Subject_2 I sat in the Outer-House this week.
Date: Muirhead and James Hill
v.
George Muirhead
26 January 1709 Click here to view a pdf copy of this documet : PDF Copy
Sir Robert Grierson of Lagg grants a bond to umquhile George Muirhead, for 7,500 merks, payable to himself, while on life; and, failing him, to Robert, Samuel, and George Muirheads, his sons; and, failing one of them, to the two survivors, equally betwixt them; and, failing of two, to the third surviving; and to Isobel, Jean, and Agnes Muirheads, his daughters, equally amongst them.
Two of the sons die before the father, and then he dies. One of the daughters being married to Mr James Hill, they pursue Lagg for a fourth part of the sum. George Muirhead compeared, and alleged, That, his two brethren being dead, their half of the sum accresces and belongs to him by the substitution: so that there seems to be no more to divide betwixt him and his three sisters, but the other half; which he is content they have their share of. And to interpret the clause, That the whole sum of the bond divides among them, is most incongruous, and inconsistent with the rest of the members of the tailyie, by the conception whereof, he had the third, though both his brethren had lived
and in case of any of their decease, he fell the half: whereas, by this distorted interpretation, he is put in a much worse case, and gets only a fourth.

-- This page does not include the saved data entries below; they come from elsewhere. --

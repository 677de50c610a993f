//! List command - prints the persisted configuration

use super::CliContext;

pub async fn run(context: &CliContext) -> anyhow::Result<()> {
    let config = context.service.load().await;

    println!("Configuration file: {}", context.store_path.display());
    context.print_config(&config);

    Ok(())
}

And who can convincingly believe that his father, who, in the first branch, gives him a third, and in the second a half, will, in the third rank, reduce to a fourth? Answered,—The clause is as plain as the sun, that, if two of the brothers die, the third that survives is called to no more but a third share with his three sisters, who are conjuncti tam re guani verbis: and we are not to ask the reason, as if we were to frame it anew, but only to see if ita scriptum sit that the surviving brother and his three sisters shall come in equally. And the father being master of the sum, he had the free disposal of the same, though it happens eventually to restrict and curtail his son's former right.
Replied,—That he being called primo loco, the ordo charitatis prefers him before those called in a posterior rank: and, when substitutes are put by themselves, and others conjoined and brought in by a separate sentence, those so conjoined get but one share, sec. 6, Institut. de Hœred. Instituend. as for example, Titius hœres esto, Seius et Mœvius hœredes sunto. Titius sentissem feret; and the other two get but the remanent half. And, by his two brothers' death, there was a jus quœsitum to him of their half; which the sisters could lay no just claim to, but he must carry that jure prœcipui, and come in with his sisters for a fourth part of the other half.

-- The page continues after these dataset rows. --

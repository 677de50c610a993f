//! Build session - assembles a new chain from the catalog

use std::mem;

use crate::domain::model::{ModelCatalog, ModelDescriptor};
use crate::domain::{DomainError, FallbackChain};

/// Working state of a chain build.
///
/// Picked models leave the pool, so the pool shrinks with every selection.
#[derive(Debug)]
pub struct ChainBuilder<'a> {
    catalog: &'a ModelCatalog,
    chain: FallbackChain,
}

impl<'a> ChainBuilder<'a> {
    pub fn new(catalog: &'a ModelCatalog) -> Self {
        Self {
            catalog,
            chain: FallbackChain::default(),
        }
    }

    /// Models still available for selection
    pub fn available(&self) -> Vec<&'a ModelDescriptor> {
        self.catalog.available(self.chain.as_slice())
    }

    pub fn is_exhausted(&self) -> bool {
        self.available().is_empty()
    }

    pub fn chain(&self) -> &FallbackChain {
        &self.chain
    }

    /// Append the model at 1-based `choice` of the current pool
    pub fn select(&mut self, choice: usize) -> Result<&'a ModelDescriptor, DomainError> {
        let available = self.available();

        let model = choice
            .checked_sub(1)
            .and_then(|index| available.get(index).copied())
            .ok_or_else(|| {
                DomainError::validation(format!(
                    "Selection {} is out of range (1-{})",
                    choice,
                    available.len()
                ))
            })?;

        self.chain.push(model.id());
        Ok(model)
    }

    /// Take the built chain; refused while nothing has been selected
    pub fn finish(&mut self) -> Result<FallbackChain, DomainError> {
        if self.chain.is_empty() {
            return Err(DomainError::validation(
                "Select at least one model before finishing",
            ));
        }

        Ok(mem::take(&mut self.chain))
    }
}

#[cfg(test)]
mod tests {
    use super::*;
    use crate::domain::model::ModelTier;

    fn catalog() -> ModelCatalog {
        ModelCatalog::new(vec![
            ModelDescriptor::new("a", "Model A", ModelTier::Pro),
            ModelDescriptor::new("b", "Model B", ModelTier::Flash),
            ModelDescriptor::new("c", "Model C", ModelTier::Lite),
        ])
    }

    #[test]
    fn test_select_removes_from_pool() {
        let catalog = catalog();
        let mut builder = ChainBuilder::new(&catalog);

        let picked = builder.select(2).unwrap();
        assert_eq!(picked.id(), "b");

        let ids: Vec<&str> = builder.available().iter().map(|m| m.id()).collect();
        assert_eq!(ids, vec!["a", "c"]);

        // Index 2 now refers to "c"
        assert_eq!(builder.select(2).unwrap().id(), "c");
        assert_eq!(builder.chain().as_slice(), ["b", "c"]);
    }

    #[test]
    fn test_select_out_of_range() {
        let catalog = catalog();
        let mut builder = ChainBuilder::new(&catalog);

        assert!(builder.select(0).is_err());
        assert!(builder.select(4).is_err());
        assert!(builder.chain().is_empty());
    }

    #[test]
    fn test_finish_rejects_empty() {
        let catalog = catalog();
        let mut builder = ChainBuilder::new(&catalog);

        let err = builder.finish().unwrap_err();
        assert!(err.is_recoverable());

        builder.select(1).unwrap();
        let chain = builder.finish().unwrap();
        assert_eq!(chain.as_slice(), ["a"]);
    }

    #[test]
    fn test_pool_exhaustion() {
        let catalog = catalog();
        let mut builder = ChainBuilder::new(&catalog);

        for _ in 0..3 {
            assert!(!builder.is_exhausted());
            builder.select(1).unwrap();
        }

        assert!(builder.is_exhausted());
        assert_eq!(builder.finish().unwrap().as_slice(), ["a", "b", "c"]);
    }
}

The Lords found it was acknowledged, on both sides, that the two sons died before the father; and so their substitution never taking place in their person, it could not transmit to George, the survivor; and it comes to be all one as if the other two had never been named: and so found the whole behoved to be divided betwixt the surviving brother and his three sisters; and he could only crave a fourth share of the whole: whereas, if his brothers had survived the father, by which he got a jus quœsitum to their parts, it might have been otherwise.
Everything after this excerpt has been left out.